*** PROVIDED RECORDS
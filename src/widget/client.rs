// src/widget/client.rs
// HTTP client for the chat proxy endpoint.

use anyhow::anyhow;
use async_trait::async_trait;
use reqwest::Client as HttpClient;
use serde_json::json;

use super::{ChatReply, ChatService, WidgetTurn};

/// Talks to `POST /api/chat`, carrying the caller's credential when present.
pub struct ProxyClient {
    client: HttpClient,
    endpoint: String,
    bearer: Option<String>,
}

impl ProxyClient {
    pub fn new(endpoint: impl Into<String>) -> Self {
        Self {
            client: HttpClient::new(),
            endpoint: endpoint.into(),
            bearer: None,
        }
    }

    pub fn with_bearer(mut self, token: impl Into<String>) -> Self {
        self.bearer = Some(token.into());
        self
    }
}

#[async_trait]
impl ChatService for ProxyClient {
    async fn respond(&self, message: &str, history: &[WidgetTurn]) -> anyhow::Result<ChatReply> {
        let body = json!({
            "message": message,
            "history": history
                .iter()
                .map(|turn| json!({ "role": turn.role.as_str(), "parts": turn.content }))
                .collect::<Vec<_>>(),
        });

        let mut request = self.client.post(&self.endpoint).json(&body);
        if let Some(token) = &self.bearer {
            request = request.bearer_auth(token);
        }

        let payload: serde_json::Value = request
            .send()
            .await?
            .error_for_status()?
            .json()
            .await?;

        if let Some(error) = payload.get("error").and_then(|v| v.as_str()) {
            return Ok(ChatReply::Error(error.to_string()));
        }

        let text = payload
            .get("text")
            .and_then(|v| v.as_str())
            .ok_or_else(|| anyhow!("malformed proxy response: {}", payload))?;
        Ok(ChatReply::Text(text.to_string()))
    }
}
// src/server/types.rs
// Wire shapes for the chat proxy and admin endpoints.

use serde::{Deserialize, Serialize};

/// Chat proxy request: the new message plus the caller's view of history.
#[derive(Debug, Deserialize)]
pub struct ChatApiRequest {
    pub message: String,
    #[serde(default)]
    pub history: Vec<WireTurn>,
}

/// One prior turn as the widget sends it.
#[derive(Debug, Clone, Serialize, Deserialize)]
pub struct WireTurn {
    pub role: String,
    pub parts: String,
}

/// Chat proxy response. Logical failures are carried in-band with a
/// transport-success status so the widget can render them as a chat bubble.
#[derive(Debug, Serialize)]
#[serde(untagged)]
pub enum ChatApiResponse {
    Text { text: String },
    Error { error: String },
}

#[derive(Debug, Deserialize)]
pub struct HistoryQuery {
    pub session_id: String,
}

#[derive(Debug, Serialize)]
pub struct DeletedPayload {
    pub deleted: u64,
}

#[derive(Debug, Serialize, Deserialize)]
pub struct InstructionsPayload {
    pub value: String,
}

#[derive(Debug, Deserialize)]
pub struct QuoteQuery {
    pub project_type: String,
}
// src/store/profiles.rs
// Client profile lookups for proxy personalization.

use anyhow::Result;
use serde::Serialize;
use sqlx::SqlitePool;

/// Contact record for an authenticated client.
#[derive(Debug, Clone, Serialize)]
pub struct Profile {
    pub full_name: Option<String>,
    pub company_name: Option<String>,
    pub email: String,
}

impl Profile {
    /// Structured context block appended to the system instruction so the
    /// model can personalize its reply.
    pub fn context_block(&self) -> String {
        format!(
            "\n\nCURRENT CLIENT CONTEXT:\nName: {}\nCompany: {}\nEmail: {}\n\
             Use this information to personalize the conversation, addressing \
             the client by name when appropriate.",
            self.full_name.as_deref().unwrap_or("not provided"),
            self.company_name.as_deref().unwrap_or("not provided"),
            self.email,
        )
    }
}

/// Absence of a profile is not an error: the context block is simply omitted.
pub async fn fetch_profile(pool: &SqlitePool, user_id: &str) -> Result<Option<Profile>> {
    let row: Option<(Option<String>, Option<String>, String)> = sqlx::query_as(
        "SELECT full_name, company_name, email FROM profiles WHERE id = ?",
    )
    .bind(user_id)
    .fetch_optional(pool)
    .await?;

    Ok(row.map(|(full_name, company_name, email)| Profile {
        full_name,
        company_name,
        email,
    }))
}

#[cfg(test)]
mod tests {
    use super::*;

    #[test]
    fn context_block_includes_contact_fields() {
        let profile = Profile {
            full_name: Some("Ada Lovelace".to_string()),
            company_name: None,
            email: "ada@example.com".to_string(),
        };

        let block = profile.context_block();
        assert!(block.contains("Name: Ada Lovelace"));
        assert!(block.contains("Company: not provided"));
        assert!(block.contains("Email: ada@example.com"));
    }
}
******
## WHAT IS EXPECTED
All the entries should be output exactly as given.

## RESULT
filename src/widget/client.rs
// src/widget/client.rs
// HTTP client for the chat proxy endpoint.

use anyhow::anyhow;
use async_trait::async_trait;
use reqwest::Client as HttpClient;
use serde_json::json;

use super::{ChatReply, ChatService, WidgetTurn};

/// Talks to `POST /api/chat`, carrying the caller's credential when present.
pub struct ProxyClient {
    client: HttpClient,
    endpoint: String,
    bearer: Option<String>,
}

impl ProxyClient {
    pub fn new(endpoint: impl Into<String>) -> Self {
        Self {
            client: HttpClient::new(),
            endpoint: endpoint.into(),
            bearer: None,
        }
    }

    pub fn with_bearer(mut self, token: impl Into<String>) -> Self {
        self.bearer = Some(token.into());
        self
    }
}

#[async_trait]
impl ChatService for ProxyClient {
    async fn respond(&self, message: &str, history: &[WidgetTurn]) -> anyhow::Result<ChatReply> {
        let body = json!({
            "message": message,
            "history": history
                .iter()
                .map(|turn| json!({ "role": turn.role.as_str(), "parts": turn.content }))
                .collect::<Vec<_>>(),
        });

        let mut request = self.client.post(&self.endpoint).json(&body);
        if let Some(token) = &self.bearer {
            request = request.bearer_auth(token);
        }

        let payload: serde_json::Value = request
            .send()
            .await?
            .error_for_status()?
            .json()
            .await?;

        if let Some(error) = payload.get("error").and_then(|v| v.as_str()) {
            return Ok(ChatReply::Error(error.to_string()));
        }

        let text = payload
            .get("text")
            .and_then(|v| v.as_str())
            .ok_or_else(|| anyhow!("malformed proxy response: {}", payload))?;
        Ok(ChatReply::Text(text.to_string()))
    }
}
// src/server/types.rs
// Wire shapes for the chat proxy and admin endpoints.

use serde::{Deserialize, Serialize};

/// Chat proxy request: the new message plus the caller's view of history.
#[derive(Debug, Deserialize)]
pub struct ChatApiRequest {
    pub message: String,
    #[serde(default)]
    pub history: Vec<WireTurn>,
}

/// One prior turn as the widget sends it.
#[derive(Debug, Clone, Serialize, Deserialize)]
pub struct WireTurn {
    pub role: String,
    pub parts: String,
}

/// Chat proxy response. Logical failures are carried in-band with a
/// transport-success status so the widget can render them as a chat bubble.
#[derive(Debug, Serialize)]
#[serde(untagged)]
pub enum ChatApiResponse {
    Text { text: String },
    Error { error: String },
}

#[derive(Debug, Deserialize)]
pub struct HistoryQuery {
    pub session_id: String,
}

#[derive(Debug, Serialize)]
pub struct DeletedPayload {
    pub deleted: u64,
}

#[derive(Debug, Serialize, Deserialize)]
pub struct InstructionsPayload {
    pub value: String,
}

#[derive(Debug, Deserialize)]
pub struct QuoteQuery {
    pub project_type: String,
}
// src/store/profiles.rs
// Client profile lookups for proxy personalization.

use anyhow::Result;
use serde::Serialize;
use sqlx::SqlitePool;

/// Contact record for an authenticated client.
#[derive(Debug, Clone, Serialize)]
pub struct Profile {
    pub full_name: Option<String>,
    pub company_name: Option<String>,
    pub email: String,
}

impl Profile {
    /// Structured context block appended to the system instruction so the
    /// model can personalize its reply.
    pub fn context_block(&self) -> String {
        format!(
            "\n\nCURRENT CLIENT CONTEXT:\nName: {}\nCompany: {}\nEmail: {}\n\
             Use this information to personalize the conversation, addressing \
             the client by name when appropriate.",
            self.full_name.as_deref().unwrap_or("not provided"),
            self.company_name.as_deref().unwrap_or("not provided"),
            self.email,
        )
    }
}

/// Absence of a profile is not an error: the context block is simply omitted.
pub async fn fetch_profile(pool: &SqlitePool, user_id: &str) -> Result<Option<Profile>> {
    let row: Option<(Option<String>, Option<String>, String)> = sqlx::query_as(
        "SELECT full_name, company_name, email FROM profiles WHERE id = ?",
    )
    .bind(user_id)
    .fetch_optional(pool)
    .await?;

    Ok(row.map(|(full_name, company_name, email)| Profile {
        full_name,
        company_name,
        email,
    }))
}

#[cfg(test)]
mod tests {
    use super::*;

    #[test]
    fn context_block_includes_contact_fields() {
        let profile = Profile {
            full_name: Some("Ada Lovelace".to_string()),
            company_name: None,
            email: "ada@example.com".to_string(),
        };

        let block = profile.context_block();
        assert!(block.contains("Name: Ada Lovelace"));
        assert!(block.contains("Company: not provided"));
        assert!(block.contains("Email: ada@example.com"));
    }
}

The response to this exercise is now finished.